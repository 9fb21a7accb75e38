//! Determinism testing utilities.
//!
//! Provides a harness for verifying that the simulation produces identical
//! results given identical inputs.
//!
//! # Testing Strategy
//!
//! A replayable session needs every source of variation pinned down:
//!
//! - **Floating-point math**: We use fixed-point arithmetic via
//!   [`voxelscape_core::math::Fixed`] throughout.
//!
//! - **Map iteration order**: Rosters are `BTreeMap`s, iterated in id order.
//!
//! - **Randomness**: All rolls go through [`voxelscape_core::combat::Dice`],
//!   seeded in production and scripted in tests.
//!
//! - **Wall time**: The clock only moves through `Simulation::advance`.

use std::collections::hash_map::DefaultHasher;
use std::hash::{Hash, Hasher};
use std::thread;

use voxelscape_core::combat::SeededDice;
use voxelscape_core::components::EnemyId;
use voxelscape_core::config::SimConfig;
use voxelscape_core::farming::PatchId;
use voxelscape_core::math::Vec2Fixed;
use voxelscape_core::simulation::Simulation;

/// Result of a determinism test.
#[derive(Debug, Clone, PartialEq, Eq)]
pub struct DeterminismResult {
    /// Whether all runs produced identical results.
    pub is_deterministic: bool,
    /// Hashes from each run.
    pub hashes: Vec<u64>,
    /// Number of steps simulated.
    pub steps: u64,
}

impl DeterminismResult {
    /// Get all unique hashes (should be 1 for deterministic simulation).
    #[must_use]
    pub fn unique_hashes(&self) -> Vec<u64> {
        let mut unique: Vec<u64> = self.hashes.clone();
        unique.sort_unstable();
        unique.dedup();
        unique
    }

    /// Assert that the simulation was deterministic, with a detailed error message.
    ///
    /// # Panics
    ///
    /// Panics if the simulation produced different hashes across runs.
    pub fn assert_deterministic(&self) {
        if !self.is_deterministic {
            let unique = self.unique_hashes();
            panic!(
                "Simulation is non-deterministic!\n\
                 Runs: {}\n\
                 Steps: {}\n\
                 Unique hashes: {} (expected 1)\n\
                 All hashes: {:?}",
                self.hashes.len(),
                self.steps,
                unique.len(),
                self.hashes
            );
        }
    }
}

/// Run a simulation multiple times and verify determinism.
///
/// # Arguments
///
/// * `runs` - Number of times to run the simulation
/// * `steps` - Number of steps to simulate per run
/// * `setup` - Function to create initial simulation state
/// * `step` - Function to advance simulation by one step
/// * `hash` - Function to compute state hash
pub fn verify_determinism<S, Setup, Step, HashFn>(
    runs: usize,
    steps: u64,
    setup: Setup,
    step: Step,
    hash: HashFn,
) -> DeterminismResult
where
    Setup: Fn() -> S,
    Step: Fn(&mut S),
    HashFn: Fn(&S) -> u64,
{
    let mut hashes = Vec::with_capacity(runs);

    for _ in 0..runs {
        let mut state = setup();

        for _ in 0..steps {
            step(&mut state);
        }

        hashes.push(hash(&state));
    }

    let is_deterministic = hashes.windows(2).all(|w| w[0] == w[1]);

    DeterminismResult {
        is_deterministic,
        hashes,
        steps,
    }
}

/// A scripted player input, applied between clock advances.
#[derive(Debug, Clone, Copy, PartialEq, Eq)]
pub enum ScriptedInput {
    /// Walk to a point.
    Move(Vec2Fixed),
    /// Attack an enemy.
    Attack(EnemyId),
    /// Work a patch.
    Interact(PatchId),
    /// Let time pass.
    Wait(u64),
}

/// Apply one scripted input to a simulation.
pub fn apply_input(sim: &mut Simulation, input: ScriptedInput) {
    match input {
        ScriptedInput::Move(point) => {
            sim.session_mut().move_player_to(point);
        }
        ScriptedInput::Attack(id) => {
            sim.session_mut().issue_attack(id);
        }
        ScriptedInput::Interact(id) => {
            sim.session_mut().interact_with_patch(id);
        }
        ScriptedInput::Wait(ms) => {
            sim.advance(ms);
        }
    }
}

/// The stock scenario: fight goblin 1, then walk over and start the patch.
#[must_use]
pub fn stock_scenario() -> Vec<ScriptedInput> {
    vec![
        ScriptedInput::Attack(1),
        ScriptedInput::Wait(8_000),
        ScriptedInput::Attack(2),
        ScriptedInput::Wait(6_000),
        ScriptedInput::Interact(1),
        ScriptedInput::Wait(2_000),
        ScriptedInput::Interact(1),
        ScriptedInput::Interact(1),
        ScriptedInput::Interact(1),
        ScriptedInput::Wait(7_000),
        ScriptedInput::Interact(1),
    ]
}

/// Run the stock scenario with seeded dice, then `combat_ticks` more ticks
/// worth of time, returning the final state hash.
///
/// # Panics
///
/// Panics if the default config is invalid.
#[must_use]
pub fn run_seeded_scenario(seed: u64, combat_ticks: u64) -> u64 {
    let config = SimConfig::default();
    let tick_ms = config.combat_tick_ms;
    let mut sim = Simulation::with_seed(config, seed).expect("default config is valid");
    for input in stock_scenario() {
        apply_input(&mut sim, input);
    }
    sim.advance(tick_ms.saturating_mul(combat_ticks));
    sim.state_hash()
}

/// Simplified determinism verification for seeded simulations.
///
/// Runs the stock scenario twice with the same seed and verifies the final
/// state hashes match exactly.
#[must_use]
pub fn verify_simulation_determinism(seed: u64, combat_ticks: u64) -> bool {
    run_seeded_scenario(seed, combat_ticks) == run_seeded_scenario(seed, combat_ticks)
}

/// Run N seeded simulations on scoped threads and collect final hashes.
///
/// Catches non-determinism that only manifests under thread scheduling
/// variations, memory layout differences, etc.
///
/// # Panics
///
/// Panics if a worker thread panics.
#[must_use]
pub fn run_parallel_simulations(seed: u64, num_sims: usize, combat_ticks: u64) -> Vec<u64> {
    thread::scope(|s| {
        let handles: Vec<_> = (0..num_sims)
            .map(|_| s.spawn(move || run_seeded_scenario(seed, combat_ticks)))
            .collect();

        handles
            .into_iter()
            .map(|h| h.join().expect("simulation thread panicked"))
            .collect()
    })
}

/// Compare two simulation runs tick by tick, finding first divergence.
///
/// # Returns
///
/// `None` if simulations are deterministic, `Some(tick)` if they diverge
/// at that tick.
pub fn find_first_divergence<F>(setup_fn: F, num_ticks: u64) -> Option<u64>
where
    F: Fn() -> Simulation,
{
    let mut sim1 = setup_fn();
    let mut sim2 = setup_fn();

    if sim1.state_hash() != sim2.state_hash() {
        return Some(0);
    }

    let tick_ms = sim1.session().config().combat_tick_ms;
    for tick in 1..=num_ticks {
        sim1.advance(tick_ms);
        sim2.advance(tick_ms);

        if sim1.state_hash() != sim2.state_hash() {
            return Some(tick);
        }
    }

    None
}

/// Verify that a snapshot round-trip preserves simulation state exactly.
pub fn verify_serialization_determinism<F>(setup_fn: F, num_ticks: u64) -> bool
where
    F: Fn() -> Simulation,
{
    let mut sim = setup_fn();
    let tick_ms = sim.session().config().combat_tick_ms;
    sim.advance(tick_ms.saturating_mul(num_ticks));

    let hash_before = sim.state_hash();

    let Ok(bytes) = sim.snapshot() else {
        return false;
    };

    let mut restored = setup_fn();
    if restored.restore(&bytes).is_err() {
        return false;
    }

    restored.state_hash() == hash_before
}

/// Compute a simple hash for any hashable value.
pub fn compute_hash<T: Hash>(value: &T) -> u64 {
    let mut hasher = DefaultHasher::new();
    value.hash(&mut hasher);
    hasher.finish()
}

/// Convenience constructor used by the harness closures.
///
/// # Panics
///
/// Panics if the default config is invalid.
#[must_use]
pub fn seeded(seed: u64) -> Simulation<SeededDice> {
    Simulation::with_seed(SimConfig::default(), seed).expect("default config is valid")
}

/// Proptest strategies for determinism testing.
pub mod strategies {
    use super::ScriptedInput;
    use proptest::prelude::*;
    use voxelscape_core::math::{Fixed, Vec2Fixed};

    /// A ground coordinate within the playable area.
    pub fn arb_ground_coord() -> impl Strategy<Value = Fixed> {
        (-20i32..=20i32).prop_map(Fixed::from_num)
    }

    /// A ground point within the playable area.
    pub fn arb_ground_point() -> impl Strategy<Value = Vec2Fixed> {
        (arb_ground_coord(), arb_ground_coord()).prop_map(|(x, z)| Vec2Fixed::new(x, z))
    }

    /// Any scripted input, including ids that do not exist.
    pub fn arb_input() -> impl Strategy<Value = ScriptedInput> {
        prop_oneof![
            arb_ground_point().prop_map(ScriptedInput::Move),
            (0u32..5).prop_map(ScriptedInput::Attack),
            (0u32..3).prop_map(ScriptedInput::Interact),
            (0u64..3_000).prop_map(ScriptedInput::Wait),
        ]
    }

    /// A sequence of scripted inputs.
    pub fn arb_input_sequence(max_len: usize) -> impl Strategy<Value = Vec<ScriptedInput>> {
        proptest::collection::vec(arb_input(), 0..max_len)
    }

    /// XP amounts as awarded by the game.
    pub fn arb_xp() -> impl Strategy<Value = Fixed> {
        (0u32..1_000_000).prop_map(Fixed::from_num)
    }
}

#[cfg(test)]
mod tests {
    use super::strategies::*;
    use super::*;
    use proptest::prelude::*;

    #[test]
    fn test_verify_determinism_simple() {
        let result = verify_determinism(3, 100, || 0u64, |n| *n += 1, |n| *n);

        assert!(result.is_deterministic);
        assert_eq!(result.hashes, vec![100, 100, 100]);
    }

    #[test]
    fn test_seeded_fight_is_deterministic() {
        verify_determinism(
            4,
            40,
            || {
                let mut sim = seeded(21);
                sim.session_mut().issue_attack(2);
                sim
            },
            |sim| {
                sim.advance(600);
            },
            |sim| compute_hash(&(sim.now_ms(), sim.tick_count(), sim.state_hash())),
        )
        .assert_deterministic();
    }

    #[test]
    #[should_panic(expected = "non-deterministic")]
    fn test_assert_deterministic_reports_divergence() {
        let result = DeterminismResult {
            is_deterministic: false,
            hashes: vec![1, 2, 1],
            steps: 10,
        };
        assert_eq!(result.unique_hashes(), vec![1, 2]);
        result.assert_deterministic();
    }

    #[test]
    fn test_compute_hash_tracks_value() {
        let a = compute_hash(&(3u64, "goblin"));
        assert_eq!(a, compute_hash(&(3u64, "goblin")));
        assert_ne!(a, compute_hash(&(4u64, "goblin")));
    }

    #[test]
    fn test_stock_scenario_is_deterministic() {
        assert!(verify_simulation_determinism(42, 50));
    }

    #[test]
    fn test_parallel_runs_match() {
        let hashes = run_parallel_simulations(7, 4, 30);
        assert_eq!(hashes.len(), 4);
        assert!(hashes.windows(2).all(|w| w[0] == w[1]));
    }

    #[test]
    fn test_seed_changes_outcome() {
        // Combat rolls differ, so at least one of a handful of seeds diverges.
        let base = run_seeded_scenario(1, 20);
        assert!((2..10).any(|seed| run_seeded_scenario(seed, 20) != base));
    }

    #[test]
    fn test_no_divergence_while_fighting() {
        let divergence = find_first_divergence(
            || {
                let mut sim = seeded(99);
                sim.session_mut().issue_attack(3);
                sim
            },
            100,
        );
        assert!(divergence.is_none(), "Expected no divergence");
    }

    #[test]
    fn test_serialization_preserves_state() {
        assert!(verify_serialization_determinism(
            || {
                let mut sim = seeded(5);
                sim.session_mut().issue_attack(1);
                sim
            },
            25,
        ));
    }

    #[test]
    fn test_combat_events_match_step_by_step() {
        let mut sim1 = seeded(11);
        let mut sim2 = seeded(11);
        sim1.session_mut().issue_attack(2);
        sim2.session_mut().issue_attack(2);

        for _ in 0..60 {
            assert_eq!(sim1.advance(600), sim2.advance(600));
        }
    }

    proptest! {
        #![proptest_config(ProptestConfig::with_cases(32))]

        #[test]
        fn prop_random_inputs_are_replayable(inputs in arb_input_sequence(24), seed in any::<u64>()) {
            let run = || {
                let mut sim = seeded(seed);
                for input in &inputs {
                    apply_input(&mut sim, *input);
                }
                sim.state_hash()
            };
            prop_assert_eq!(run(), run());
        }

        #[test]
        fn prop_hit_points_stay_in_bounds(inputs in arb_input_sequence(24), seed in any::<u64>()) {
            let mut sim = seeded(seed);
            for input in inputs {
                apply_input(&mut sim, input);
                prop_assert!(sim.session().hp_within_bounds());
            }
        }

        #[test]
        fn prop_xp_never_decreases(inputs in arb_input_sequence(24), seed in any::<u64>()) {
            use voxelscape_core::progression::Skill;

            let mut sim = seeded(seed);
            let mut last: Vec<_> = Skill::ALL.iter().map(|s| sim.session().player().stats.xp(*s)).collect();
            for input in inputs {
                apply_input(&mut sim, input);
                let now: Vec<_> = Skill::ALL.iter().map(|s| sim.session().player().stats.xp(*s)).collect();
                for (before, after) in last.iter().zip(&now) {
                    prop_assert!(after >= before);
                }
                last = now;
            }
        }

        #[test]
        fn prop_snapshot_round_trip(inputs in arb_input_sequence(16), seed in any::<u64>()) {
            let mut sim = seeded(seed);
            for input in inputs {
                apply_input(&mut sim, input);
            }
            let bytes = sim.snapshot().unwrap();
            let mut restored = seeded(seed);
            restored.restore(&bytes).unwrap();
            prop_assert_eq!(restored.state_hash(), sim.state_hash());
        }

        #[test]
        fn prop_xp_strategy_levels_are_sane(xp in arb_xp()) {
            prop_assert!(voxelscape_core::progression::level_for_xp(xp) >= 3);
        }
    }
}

┄┄┄┄┄┄┄┄┄┄┄┄┄┄┄┄┄┄┄┄

— Work instruction —
From the first line of the records above to the line that contains "- **Randomness**: All", quote each line exactly.

— Solution for this problem —
repository 9fb21a7accb75e38
//! Determinism testing utilities.
//!
//! Provides a harness for verifying that the simulation produces identical
//! results given identical inputs.
//!
//! # Testing Strategy
//!
//! A replayable session needs every source of variation pinned down:
//!
//! - **Floating-point math**: We use fixed-point arithmetic via
//!   [`voxelscape_core::math::Fixed`] throughout.
//!
//! - **Map iteration order**: Rosters are `BTreeMap`s, iterated in id order.
//!
//! - **Randomness**: All rolls go through [`voxelscape_core::combat::Dice`],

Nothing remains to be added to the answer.